Quote from Andrew Carnegie on: Devoting 100% of your capabilities


The average person puts only 25% of his energy and ability into his work. The world takes off its hat to those who put in more than 50% of their capacity, and stands on its head for those few and far between souls who devote 100%. – Andrew Carnegie

To be 100% devoted requires more than finishing everything on a to do list. True, these lists can be loaded. For some though, it may be nothing more than “busy work”. Without 100% of your effort, it could build nothing more than a reputation for looking good.

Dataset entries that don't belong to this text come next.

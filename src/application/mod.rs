mod config;
mod scheduler;
mod simulation;
mod strategy;

pub use config::SimulationConfig;
pub use scheduler::TickScheduler;
pub use simulation::{Simulation, SimulationState, TickOutcome};
pub use strategy::StepStrategy;
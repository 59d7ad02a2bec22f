use std::fmt;
use std::ops::Range;

use rand::Rng;
use rand::seq::IndexedRandom;

/// Highest neighbor count a Moore neighborhood can produce
pub const MAX_NEIGHBORS: u8 = 8;

/// Birth pool for Life-like draws. Repetition encodes weight.
const GOL_BIRTH_WEIGHTED: &[u8] = &[0, 1, 2, 2, 3, 3, 3, 3, 3, 4, 4, 5, 6, 7, 8];

/// Survival pool for Life-like draws. Repetition encodes weight.
const GOL_SURVIVAL_WEIGHTED: &[u8] = &[0, 1, 2, 2, 2, 2, 2, 3, 3, 3, 3, 3, 4, 4, 5, 6, 7, 8];

const UNIFORM_NEIGHBORS: &[u8] = &[0, 1, 2, 3, 4, 5, 6, 7, 8];

/// Set of neighbor counts (0-8) stored as a 9-bit mask.
#[derive(Clone, Copy, PartialEq, Eq, Hash, Default)]
pub struct NeighborSet(u16);

impl NeighborSet {
    pub const fn empty() -> Self {
        Self(0)
    }

    /// Add a count. Values above 8 are ignored.
    pub fn insert(&mut self, count: u8) {
        if count <= MAX_NEIGHBORS {
            self.0 |= 1 << count;
        }
    }

    pub const fn contains(self, count: u8) -> bool {
        count <= MAX_NEIGHBORS && (self.0 >> count) & 1 == 1
    }

    pub const fn len(self) -> usize {
        self.0.count_ones() as usize
    }

    pub const fn is_empty(self) -> bool {
        self.0 == 0
    }

    /// Counts in ascending order
    pub fn iter(self) -> impl Iterator<Item = u8> {
        (0..=MAX_NEIGHBORS).filter(move |&n| self.contains(n))
    }
}

impl FromIterator<u8> for NeighborSet {
    fn from_iter<I: IntoIterator<Item = u8>>(iter: I) -> Self {
        iter.into_iter().fold(Self::empty(), |mut set, n| {
            set.insert(n);
            set
        })
    }
}

impl fmt::Display for NeighborSet {
    fn fmt(&self, f: &mut fmt::Formatter<'_>) -> fmt::Result {
        self.iter().try_for_each(|n| write!(f, "{n}"))
    }
}

impl fmt::Debug for NeighborSet {
    fn fmt(&self, f: &mut fmt::Formatter<'_>) -> fmt::Result {
        f.debug_set().entries(self.iter()).finish()
    }
}

/// Birth/survival rule applied to every cell for one generation
#[derive(Clone, Copy, PartialEq, Eq, Debug)]
pub struct RuleSet {
    pub birth: NeighborSet,
    pub survival: NeighborSet,
}

impl RuleSet {
    pub fn new(birth: impl IntoIterator<Item = u8>, survival: impl IntoIterator<Item = u8>) -> Self {
        Self {
            birth: birth.into_iter().collect(),
            survival: survival.into_iter().collect(),
        }
    }

    /// Conway's Game of Life (B3/S23)
    pub fn conway() -> Self {
        Self::new([3], [2, 3])
    }

    pub const fn is_birth(&self, neighbors: u8) -> bool {
        self.birth.contains(neighbors)
    }

    pub const fn is_survival(&self, neighbors: u8) -> bool {
        self.survival.contains(neighbors)
    }
}

impl fmt::Display for RuleSet {
    fn fmt(&self, f: &mut fmt::Formatter<'_>) -> fmt::Result {
        write!(f, "B{}/S{}", self.birth, self.survival)
    }
}

/// Which distribution a draw came from
#[derive(Clone, Copy, PartialEq, Eq, Debug)]
pub enum RuleMode {
    /// Weighted toward the counts Life-like rules favour
    LifeLike,
    /// Uniform over 0-8
    Uniform,
}

/// One output of the generator: the rules for the next tick and the
/// density used the next time the grid is reseeded.
#[derive(Clone, Copy, PartialEq, Debug)]
pub struct RuleDraw {
    pub rules: RuleSet,
    pub density: f64,
    pub mode: RuleMode,
}

/// Produces a fresh random rule set on every call.
#[derive(Clone, Debug)]
pub struct RuleGenerator {
    life_like_probability: f64,
    density_range: Range<f64>,
}

impl RuleGenerator {
    pub fn new(life_like_probability: f64, density_range: Range<f64>) -> Self {
        Self {
            life_like_probability: if life_like_probability.is_finite() {
                life_like_probability.clamp(0.0, 1.0)
            } else {
                0.5
            },
            density_range,
        }
    }

    pub fn generate<R: Rng + ?Sized>(&self, rng: &mut R) -> RuleDraw {
        let mode = if rng.random_bool(self.life_like_probability) {
            RuleMode::LifeLike
        } else {
            RuleMode::Uniform
        };

        let (mut birth, mut survival) = match mode {
            RuleMode::LifeLike => {
                let birth_count = rng.random_range(1..=2);
                let survival_count = rng.random_range(2..=3);
                (
                    pick_weighted_distinct(GOL_BIRTH_WEIGHTED, birth_count, rng),
                    pick_weighted_distinct(GOL_SURVIVAL_WEIGHTED, survival_count, rng),
                )
            }
            RuleMode::Uniform => {
                let birth_count = rng.random_range(1..=4);
                let survival_count = rng.random_range(1..=4);
                (
                    pick_uniform_distinct(UNIFORM_NEIGHBORS, birth_count, rng),
                    pick_uniform_distinct(UNIFORM_NEIGHBORS, survival_count, rng),
                )
            }
        };

        if birth.is_empty() {
            birth = pick_uniform_distinct(UNIFORM_NEIGHBORS, 1, rng);
        }
        if survival.is_empty() {
            survival = pick_uniform_distinct(UNIFORM_NEIGHBORS, 2, rng);
        }

        let density = if self.density_range.is_empty() {
            self.density_range.start
        } else {
            rng.random_range(self.density_range.clone())
        };

        RuleDraw {
            rules: RuleSet { birth, survival },
            density,
            mode,
        }
    }
}

/// Collapse a pool with repeated entries into (value, weight) pairs
fn weights_of(pool: &[u8]) -> Vec<(u8, u32)> {
    pool.iter().fold(Vec::new(), |mut acc: Vec<(u8, u32)>, &n| {
        match acc.iter_mut().find(|(value, _)| *value == n) {
            Some((_, weight)) => *weight += 1,
            None => acc.push((n, 1)),
        }
        acc
    })
}

/// Weighted sampling without replacement: once a value is picked all of
/// its copies leave the pool. Stops early when the pool runs out, so the
/// result may hold fewer than `count` values (possibly none).
pub fn pick_weighted_distinct<R: Rng + ?Sized>(pool: &[u8], count: usize, rng: &mut R) -> NeighborSet {
    let weighted = weights_of(pool);
    let count = count.min(weighted.len());
    weighted
        .choose_multiple_weighted(rng, count, |&(_, weight)| weight)
        .map(|picked| picked.map(|&(value, _)| value).collect())
        .unwrap_or_default()
}

/// Uniform sampling without replacement
pub fn pick_uniform_distinct<R: Rng + ?Sized>(pool: &[u8], count: usize, rng: &mut R) -> NeighborSet {
    pool.choose_multiple(rng, count).copied().collect()
}

#[cfg(test)]
mod tests {
    use super::*;
    use rand::{SeedableRng, rngs::StdRng};

    fn generator() -> RuleGenerator {
        RuleGenerator::new(0.5, 0.1..0.7)
    }

    #[test]
    fn test_neighbor_set_ignores_duplicates() {
        let set: NeighborSet = [3, 3, 2, 3].into_iter().collect();
        assert_eq!(set.len(), 2);
        assert_eq!(set.iter().collect::<Vec<_>>(), vec![2, 3]);
    }

    #[test]
    fn test_neighbor_set_rejects_out_of_range() {
        let mut set = NeighborSet::empty();
        set.insert(9);
        assert!(set.is_empty());
        assert!(!set.contains(9));
    }

    #[test]
    fn test_rule_notation() {
        assert_eq!(RuleSet::conway().to_string(), "B3/S23");
        assert_eq!(RuleSet::new([3, 6], [2, 3]).to_string(), "B36/S23");
    }

    #[test]
    fn test_generated_sets_are_never_empty() {
        let generator = generator();
        for seed in 0..2000 {
            let mut rng = StdRng::seed_from_u64(seed);
            let draw = generator.generate(&mut rng);
            assert!(!draw.rules.birth.is_empty(), "seed {seed}");
            assert!(!draw.rules.survival.is_empty(), "seed {seed}");
            assert!(draw.rules.birth.iter().all(|n| n <= MAX_NEIGHBORS));
            assert!(draw.rules.survival.iter().all(|n| n <= MAX_NEIGHBORS));
        }
    }

    #[test]
    fn test_set_sizes_follow_mode() {
        let generator = generator();
        for seed in 0..2000 {
            let mut rng = StdRng::seed_from_u64(seed);
            let draw = generator.generate(&mut rng);
            match draw.mode {
                RuleMode::LifeLike => {
                    assert!((1..=2).contains(&draw.rules.birth.len()));
                    assert!((2..=3).contains(&draw.rules.survival.len()));
                }
                RuleMode::Uniform => {
                    assert!((1..=4).contains(&draw.rules.birth.len()));
                    assert!((1..=4).contains(&draw.rules.survival.len()));
                }
            }
        }
    }

    #[test]
    fn test_density_stays_in_range() {
        let generator = generator();
        let mut rng = StdRng::seed_from_u64(7);
        for _ in 0..1000 {
            let density = generator.generate(&mut rng).density;
            assert!((0.1..0.7).contains(&density));
        }
    }

    #[test]
    fn test_both_modes_occur() {
        let generator = generator();
        let mut rng = StdRng::seed_from_u64(42);
        let modes: Vec<_> = (0..200).map(|_| generator.generate(&mut rng).mode).collect();
        assert!(modes.contains(&RuleMode::LifeLike));
        assert!(modes.contains(&RuleMode::Uniform));
    }

    #[test]
    fn test_weighted_pick_prefers_heavy_values() {
        let mut rng = StdRng::seed_from_u64(3);
        let threes = (0..2000)
            .filter(|_| pick_weighted_distinct(GOL_BIRTH_WEIGHTED, 1, &mut rng).contains(3))
            .count();
        let eights = (0..2000)
            .filter(|_| pick_weighted_distinct(GOL_BIRTH_WEIGHTED, 1, &mut rng).contains(8))
            .count();
        // 5/15 versus 1/15
        assert!(threes > eights * 2, "threes={threes} eights={eights}");
    }

    #[test]
    fn test_weighted_pick_exhausts_pool() {
        let mut rng = StdRng::seed_from_u64(1);
        let picked = pick_weighted_distinct(&[2, 2, 5], 4, &mut rng);
        assert_eq!(picked.iter().collect::<Vec<_>>(), vec![2, 5]);
    }

    #[test]
    fn test_weighted_pick_from_empty_pool() {
        let mut rng = StdRng::seed_from_u64(1);
        assert!(pick_weighted_distinct(&[], 2, &mut rng).is_empty());
    }

    #[test]
    fn test_non_finite_probability_falls_back() {
        let mut rng = StdRng::seed_from_u64(0);
        for p in [f64::NAN, f64::INFINITY] {
            let draw = RuleGenerator::new(p, 0.1..0.7).generate(&mut rng);
            assert!(!draw.rules.birth.is_empty());
        }
        let draw = RuleGenerator::new(7.0, 0.1..0.7).generate(&mut rng);
        assert_eq!(draw.mode, RuleMode::LifeLike);
    }

    #[test]
    fn test_weights_collapse_repeats() {
        assert_eq!(weights_of(&[1, 2, 2, 3, 3, 3]), vec![(1, 1), (2, 2), (3, 3)]);
    }
}
//! ESP-IDF UART behind the [`SerialHw`] trait.
//!
//! The IDF driver owns the real UART interrupt.  [`service_interrupts`]
//! runs on its own thread and plays the two interrupt roles for the
//! transport: it moves every byte the driver received into the receive
//! ring and drains the transmit ring into the driver while armed.

use esp_idf_svc::sys::*;
use log::{error, warn};

use crate::config::{Parity, UartConfig};
use crate::drivers::uart::{SerialHw, SerialTransport};
use crate::error::TransportError;

/// Ticks to wait for a received byte before checking the transmit side.
const RX_POLL_TICKS: u32 = 1;

pub struct EspUart {
    port: uart_port_t,
}

impl EspUart {
    /// `port` must have a driver installed by `hw_init::init_peripherals`.
    pub const fn new(port: uart_port_t) -> Self {
        Self { port }
    }

    fn read_byte(&mut self) -> Option<u8> {
        let mut byte = 0u8;
        // SAFETY: one-byte buffer on the stack; driver installed at boot.
        let n = unsafe {
            uart_read_bytes(self.port, (&raw mut byte).cast(), 1, RX_POLL_TICKS)
        };
        (n == 1).then_some(byte)
    }
}

impl SerialHw for EspUart {
    fn configure(&mut self, config: &UartConfig) -> Result<(), TransportError> {
        let data_bits = match config.data_bits {
            5 => uart_word_length_t_UART_DATA_5_BITS,
            6 => uart_word_length_t_UART_DATA_6_BITS,
            7 => uart_word_length_t_UART_DATA_7_BITS,
            8 => uart_word_length_t_UART_DATA_8_BITS,
            _ => return Err(TransportError::Config),
        };
        let stop_bits = match config.stop_bits {
            1 => uart_stop_bits_t_UART_STOP_BITS_1,
            2 => uart_stop_bits_t_UART_STOP_BITS_2,
            _ => return Err(TransportError::Config),
        };
        let parity = match config.parity {
            Parity::None => uart_parity_t_UART_PARITY_DISABLE,
            Parity::Even => uart_parity_t_UART_PARITY_EVEN,
            Parity::Odd => uart_parity_t_UART_PARITY_ODD,
        };
        let cfg = uart_config_t {
            baud_rate: config.baud as i32,
            data_bits,
            parity,
            stop_bits,
            flow_ctrl: uart_hw_flowcontrol_t_UART_HW_FLOWCTRL_DISABLE,
            ..Default::default()
        };
        // SAFETY: plain config struct copy into the driver.
        let ret = unsafe { uart_param_config(self.port, &cfg) };
        if ret != ESP_OK as i32 {
            error!("esp_uart: param config failed (rc={})", ret);
            return Err(TransportError::Config);
        }
        Ok(())
    }

    fn write_data(&mut self, byte: u8) {
        // SAFETY: one-byte buffer; blocks until the driver FIFO accepts it.
        let n = unsafe { uart_write_bytes(self.port, (&raw const byte).cast(), 1) };
        if n != 1 {
            warn!("esp_uart: write returned {}", n);
        }
    }
}

/// Interrupt-service loop for `transport`.  Never returns.
pub fn service_interrupts<const TX: usize, const RX: usize>(
    mut uart: EspUart,
    transport: &SerialTransport<TX, RX>,
) -> ! {
    loop {
        if let Some(byte) = uart.read_byte() {
            transport.on_receive_complete(byte);
        }
        while transport.is_transmit_armed() && transport.on_transmit_ready(&mut uart) {}
    }
}
//! One-shot hardware peripheral initialization.
//!
//! Configures the switch inputs, the coil output, the sensor power pins,
//! the open-drain bus lines and the status UART using raw ESP-IDF sys
//! calls.  Called once from `main()` before the control loop starts.
//!
//! [`GpioPin`] then exposes any configured line through the
//! `embedded-hal` digital traits so the portable drivers can use it.

#[cfg(target_os = "espidf")]
use esp_idf_svc::sys::*;

// ── Error type ────────────────────────────────────────────────

/// Errors during one-shot peripheral initialization.
#[derive(Debug, Clone, Copy, PartialEq, Eq)]
pub enum HwInitError {
    GpioConfigFailed(i32),
    UartInstallFailed(i32),
}

impl core::fmt::Display for HwInitError {
    fn fmt(&self, f: &mut core::fmt::Formatter<'_>) -> core::fmt::Result {
        match self {
            Self::GpioConfigFailed(rc) => write!(f, "GPIO config failed (rc={})", rc),
            Self::UartInstallFailed(rc) => write!(f, "UART driver install failed (rc={})", rc),
        }
    }
}

impl std::error::Error for HwInitError {}

#[cfg(target_os = "espidf")]
use log::info;

#[cfg(target_os = "espidf")]
use crate::pins;

/// Driver-side buffer sizes handed to the IDF UART driver.  The transport's
/// own rings sit in front of these.
#[cfg(target_os = "espidf")]
const UART_DRIVER_RX_BUF: i32 = 256;

#[cfg(target_os = "espidf")]
pub fn init_peripherals() -> Result<(), HwInitError> {
    // SAFETY: Called once from main() before the control loop; single-threaded.
    unsafe {
        init_switch_inputs()?;
        init_outputs()?;
        init_bus_lines()?;
        init_uart()?;
    }
    info!("hw_init: all peripherals configured");
    Ok(())
}

#[cfg(not(target_os = "espidf"))]
pub fn init_peripherals() -> Result<(), HwInitError> {
    log::info!("hw_init(sim): peripheral init skipped");
    Ok(())
}

#[cfg(target_os = "espidf")]
unsafe fn config_pin(pin: i32, mode: gpio_mode_t, pull_up: bool) -> Result<(), HwInitError> {
    let cfg = gpio_config_t {
        pin_bit_mask: 1u64 << pin,
        mode,
        pull_up_en: if pull_up {
            gpio_pullup_t_GPIO_PULLUP_ENABLE
        } else {
            gpio_pullup_t_GPIO_PULLUP_DISABLE
        },
        pull_down_en: gpio_pulldown_t_GPIO_PULLDOWN_DISABLE,
        intr_type: gpio_int_type_t_GPIO_INTR_DISABLE,
    };
    let ret = unsafe { gpio_config(&cfg) };
    if ret != ESP_OK as i32 {
        return Err(HwInitError::GpioConfigFailed(ret));
    }
    Ok(())
}

// ── GPIO Inputs ───────────────────────────────────────────────

#[cfg(target_os = "espidf")]
unsafe fn init_switch_inputs() -> Result<(), HwInitError> {
    for &pin in pins::SETPOINT_GPIOS.iter().chain(&[pins::OVERRIDE_GPIO]) {
        unsafe { config_pin(pin, gpio_mode_t_GPIO_MODE_INPUT, true)? };
    }
    info!("hw_init: setpoint + override inputs configured (pull-up)");
    Ok(())
}

// ── GPIO Outputs ──────────────────────────────────────────────

#[cfg(target_os = "espidf")]
unsafe fn init_outputs() -> Result<(), HwInitError> {
    // (pin, initial level).  Coil starts released; sensor VDD high, GND low.
    let outputs = [
        (pins::COIL_GPIO, 0),
        (pins::SENSOR_VDD_GPIO, 1),
        (pins::SENSOR_GND_GPIO, 0),
    ];
    for (pin, level) in outputs {
        unsafe {
            config_pin(pin, gpio_mode_t_GPIO_MODE_OUTPUT, false)?;
            gpio_set_level(pin, level);
        }
    }
    info!("hw_init: coil output + sensor power configured");
    Ok(())
}

// ── Open-drain bus ────────────────────────────────────────────

#[cfg(target_os = "espidf")]
unsafe fn init_bus_lines() -> Result<(), HwInitError> {
    for pin in [pins::SENSOR_SDA_GPIO, pins::SENSOR_SCL_GPIO] {
        unsafe {
            config_pin(pin, gpio_mode_t_GPIO_MODE_INPUT_OUTPUT_OD, true)?;
            // Released: the pull-up holds the line high.
            gpio_set_level(pin, 1);
        }
    }
    info!("hw_init: bus lines open-drain (SDA={}, SCL={})", pins::SENSOR_SDA_GPIO, pins::SENSOR_SCL_GPIO);
    Ok(())
}

// ── UART ──────────────────────────────────────────────────────

#[cfg(target_os = "espidf")]
unsafe fn init_uart() -> Result<(), HwInitError> {
    let ret = unsafe {
        uart_driver_install(
            pins::UART_PORT,
            UART_DRIVER_RX_BUF,
            0,
            0,
            core::ptr::null_mut(),
            0,
        )
    };
    if ret != ESP_OK as i32 {
        return Err(HwInitError::UartInstallFailed(ret));
    }
    let ret = unsafe { uart_set_pin(pins::UART_PORT, pins::UART_TX_GPIO, pins::UART_RX_GPIO, -1, -1) };
    if ret != ESP_OK as i32 {
        return Err(HwInitError::UartInstallFailed(ret));
    }
    info!("hw_init: UART{} installed (TX={}, RX={})", pins::UART_PORT, pins::UART_TX_GPIO, pins::UART_RX_GPIO);
    Ok(())
}

// ── embedded-hal view of a configured line ────────────────────

/// Non-zero IDF return code from a GPIO call.
#[cfg(target_os = "espidf")]
#[derive(Debug, Clone, Copy)]
pub struct GpioError(pub i32);

#[cfg(target_os = "espidf")]
impl embedded_hal::digital::Error for GpioError {
    fn kind(&self) -> embedded_hal::digital::ErrorKind {
        embedded_hal::digital::ErrorKind::Other
    }
}

/// A GPIO already configured by [`init_peripherals`].
///
/// On an open-drain line `set_high` releases and `is_high` reads the pad,
/// which is what the bit-banged bus needs.
#[cfg(target_os = "espidf")]
pub struct GpioPin {
    num: i32,
}

#[cfg(target_os = "espidf")]
impl GpioPin {
    /// `num` must have been configured by [`init_peripherals`], and no two
    /// `GpioPin`s may share it.
    pub const fn new(num: i32) -> Self {
        Self { num }
    }
}

#[cfg(target_os = "espidf")]
impl embedded_hal::digital::ErrorType for GpioPin {
    type Error = GpioError;
}

#[cfg(target_os = "espidf")]
impl embedded_hal::digital::InputPin for GpioPin {
    fn is_high(&mut self) -> Result<bool, GpioError> {
        // SAFETY: register read on a configured pin.
        Ok(unsafe { gpio_get_level(self.num) } != 0)
    }

    fn is_low(&mut self) -> Result<bool, GpioError> {
        self.is_high().map(|h| !h)
    }
}

#[cfg(target_os = "espidf")]
impl embedded_hal::digital::OutputPin for GpioPin {
    fn set_low(&mut self) -> Result<(), GpioError> {
        self.write(0)
    }

    fn set_high(&mut self) -> Result<(), GpioError> {
        self.write(1)
    }
}

#[cfg(target_os = "espidf")]
impl GpioPin {
    fn write(&mut self, level: u32) -> Result<(), GpioError> {
        // SAFETY: each GpioPin owns its line; main task only.
        let ret = unsafe { gpio_set_level(self.num, level) };
        if ret != ESP_OK as i32 {
            return Err(GpioError(ret));
        }
        Ok(())
    }
}
//! Interrupt-driven serial byte transport.
//!
//! Two [`ByteRing`]s sit between the foreground loop and the serial
//! interrupt handlers:
//!
//! ```text
//!  foreground ── send_byte ──▶ [ TX ring ] ── on_transmit_ready ──▶ hardware
//!  foreground ◀─ receive_byte ─ [ RX ring ] ◀─ on_receive_complete ─ hardware
//! ```
//!
//! Writer ownership (must hold exactly for the rings to stay lock-free):
//!
//! - TX head, `tx_armed` set: foreground.  TX tail, `tx_armed` clear: interrupt.
//! - RX head, overflow counter: interrupt.  RX tail: foreground.
//!
//! [`SerialTransport::init`] is the only exception: it resets everything and
//! must run before the interrupts are enabled.
//!
//! The blocking calls spin until the ring has room or data.  The `try_*` and
//! `*_within` variants are bounded.

use core::hint::spin_loop;
use core::sync::atomic::{AtomicBool, AtomicU32, Ordering};

use embedded_hal::delay::DelayNs;

use crate::config::{OverflowPolicy, UartConfig};
use crate::drivers::ring_buffer::ByteRing;
use crate::error::TransportError;

/// Receive ring size (2, 4, 8 … 256 bytes).
pub const RX_BUFFER_SIZE: usize = 2;
/// Transmit ring size (2, 4, 8 … 256 bytes).
pub const TX_BUFFER_SIZE: usize = 16;

/// Poll step for the bounded waits.
const POLL_STEP_US: u32 = 10;

/// The serial peripheral as seen by the transport.
pub trait SerialHw {
    /// Program baud rate and frame format, enable receiver and transmitter.
    fn configure(&mut self, config: &UartConfig) -> Result<(), TransportError>;

    /// Load one byte into the transmit data register.
    fn write_data(&mut self, byte: u8);
}

/// The firmware's serial transport with its default ring sizes.
pub type Uart = SerialTransport<TX_BUFFER_SIZE, RX_BUFFER_SIZE>;

pub struct SerialTransport<const TX: usize, const RX: usize> {
    tx: ByteRing<TX>,
    rx: ByteRing<RX>,
    tx_armed: AtomicBool,
    drop_newest: AtomicBool,
    rx_overflows: AtomicU32,
}

impl<const TX: usize, const RX: usize> SerialTransport<TX, RX> {
    pub const fn new() -> Self {
        Self {
            tx: ByteRing::new(),
            rx: ByteRing::new(),
            tx_armed: AtomicBool::new(false),
            drop_newest: AtomicBool::new(false),
            rx_overflows: AtomicU32::new(0),
        }
    }

    /// Configure the hardware, empty both rings and select the receive
    /// overflow policy.  Call before enabling the serial interrupts.
    pub fn init(
        &self,
        hw: &mut impl SerialHw,
        config: &UartConfig,
        policy: OverflowPolicy,
    ) -> Result<(), TransportError> {
        hw.configure(config)?;
        self.tx.reset();
        self.rx.reset();
        self.tx_armed.store(false, Ordering::SeqCst);
        self.drop_newest
            .store(policy == OverflowPolicy::DropNewest, Ordering::Relaxed);
        self.rx_overflows.store(0, Ordering::Relaxed);
        log::info!(
            "uart: {} baud {}{}{} rx_policy={:?}",
            config.baud,
            config.data_bits,
            match config.parity {
                crate::config::Parity::None => 'N',
                crate::config::Parity::Even => 'E',
                crate::config::Parity::Odd => 'O',
            },
            config.stop_bits,
            policy
        );
        Ok(())
    }

    // ── Foreground: transmit ──────────────────────────────────

    /// Enqueue `byte`, spinning while the transmit ring is full.
    /// Returns once the byte is queued, not once it is on the wire.
    pub fn send_byte(&self, byte: u8) {
        while self.tx.try_push(byte).is_err() {
            spin_loop();
        }
        self.arm_transmit();
    }

    /// Enqueue `byte` if there is room.
    pub fn try_send_byte(&self, byte: u8) -> Result<(), TransportError> {
        self.tx.try_push(byte).map_err(|_| TransportError::Full)?;
        self.arm_transmit();
        Ok(())
    }

    /// Enqueue `byte`, waiting at most `timeout_us` for room.
    pub fn send_byte_within(
        &self,
        byte: u8,
        delay: &mut impl DelayNs,
        timeout_us: u32,
    ) -> Result<(), TransportError> {
        let mut waited: u32 = 0;
        loop {
            match self.try_send_byte(byte) {
                Ok(()) => return Ok(()),
                Err(_) if waited >= timeout_us => return Err(TransportError::Timeout),
                Err(_) => {
                    delay.delay_us(POLL_STEP_US);
                    waited = waited.saturating_add(POLL_STEP_US);
                }
            }
        }
    }

    /// Blocking send of every byte in `bytes`.
    pub fn write_bytes(&self, bytes: &[u8]) {
        for &b in bytes {
            self.send_byte(b);
        }
    }

    fn arm_transmit(&self) {
        self.tx_armed.store(true, Ordering::SeqCst);
    }

    // ── Foreground: receive ───────────────────────────────────

    /// Whether at least one received byte is waiting.
    pub fn byte_available(&self) -> bool {
        !self.rx.is_empty()
    }

    /// Dequeue the next received byte, spinning until one arrives.
    pub fn receive_byte(&self) -> u8 {
        loop {
            if let Some(b) = self.rx.pop() {
                return b;
            }
            spin_loop();
        }
    }

    pub fn try_receive_byte(&self) -> Option<u8> {
        self.rx.pop()
    }

    /// Dequeue the next received byte, waiting at most `timeout_us`.
    pub fn receive_byte_within(
        &self,
        delay: &mut impl DelayNs,
        timeout_us: u32,
    ) -> Result<u8, TransportError> {
        let mut waited: u32 = 0;
        loop {
            if let Some(b) = self.rx.pop() {
                return Ok(b);
            }
            if waited >= timeout_us {
                return Err(TransportError::Timeout);
            }
            delay.delay_us(POLL_STEP_US);
            waited = waited.saturating_add(POLL_STEP_US);
        }
    }

    /// Receive overflows since [`init`](Self::init).  Monotonic; callers
    /// track their own last-seen value.
    pub fn rx_overflow_count(&self) -> u32 {
        self.rx_overflows.load(Ordering::Acquire)
    }

    /// Whether the transmit-ready interrupt should be serviced.
    pub fn is_transmit_armed(&self) -> bool {
        self.tx_armed.load(Ordering::SeqCst)
    }

    /// Bytes queued for transmission and not yet handed to the hardware.
    pub fn pending_tx(&self) -> usize {
        self.tx.len()
    }

    // ── Interrupt side ────────────────────────────────────────

    /// Receive-complete handler: store the byte the hardware just delivered.
    pub fn on_receive_complete(&self, byte: u8) {
        let overflowed = if self.drop_newest.load(Ordering::Relaxed) {
            self.rx.try_push(byte).is_err()
        } else {
            self.rx.push_overwrite(byte)
        };
        if overflowed {
            self.rx_overflows.fetch_add(1, Ordering::Release);
        }
    }

    /// Transmit-ready handler: hand the next byte to the hardware, or
    /// disarm when the ring is empty.  Returns `true` if a byte was written.
    pub fn on_transmit_ready(&self, hw: &mut impl SerialHw) -> bool {
        if let Some(byte) = self.tx.pop() {
            hw.write_data(byte);
            return true;
        }
        self.tx_armed.store(false, Ordering::SeqCst);
        // A send may have queued a byte and armed between the pop and the
        // disarm above; re-arm so it is not stranded.
        if !self.tx.is_empty() {
            self.tx_armed.store(true, Ordering::SeqCst);
        }
        false
    }
}

impl<const TX: usize, const RX: usize> Default for SerialTransport<TX, RX> {
    fn default() -> Self {
        Self::new()
    }
}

Those truly devoted will do whatever it takes to fulfill their goal. Before action is taken however, it must be preceded by
reflective thought. With that your thoughts can be organized into an end goal, dictating your actions and character. 

People who are 100% devoted are less concerned with looking good. They are committed to a vision that has already been accomplished in their minds. For them, it is just a matter of bringing it into reality.

Truly devoted people know they need time, action, and other people to support them. Time requires patience and perseverance to the end. Actions are the application of goal-oriented thoughts. To have others support you means you are big enough to know that you can’t know or do it all.

Standing at 5’ 3”, Andrew Carnegie was not a big man. Nevertheless, he was a titan. He built the greatest steel company of his time, yet knew almost nothing about what was needed to make, sell or market steel. He did, however, know how to surround himself with people who knew how to do those things.

Before you pull out your to do list and pontificate to the world that you are 100% dedicated, think about what you want to accomplish. Are you taking the best actions to get what you need? Do you have the patience to handle unexpected delays and problems? Are you big enough to let others help you? More importantly, do you possess the character to fulfill your ultimate purpose in life?

If not, it would be wise to take a step back and do an inventory of yourself. Listen to your thoughts, especially after success or failure. Those thoughts will provide insight into your true devotion.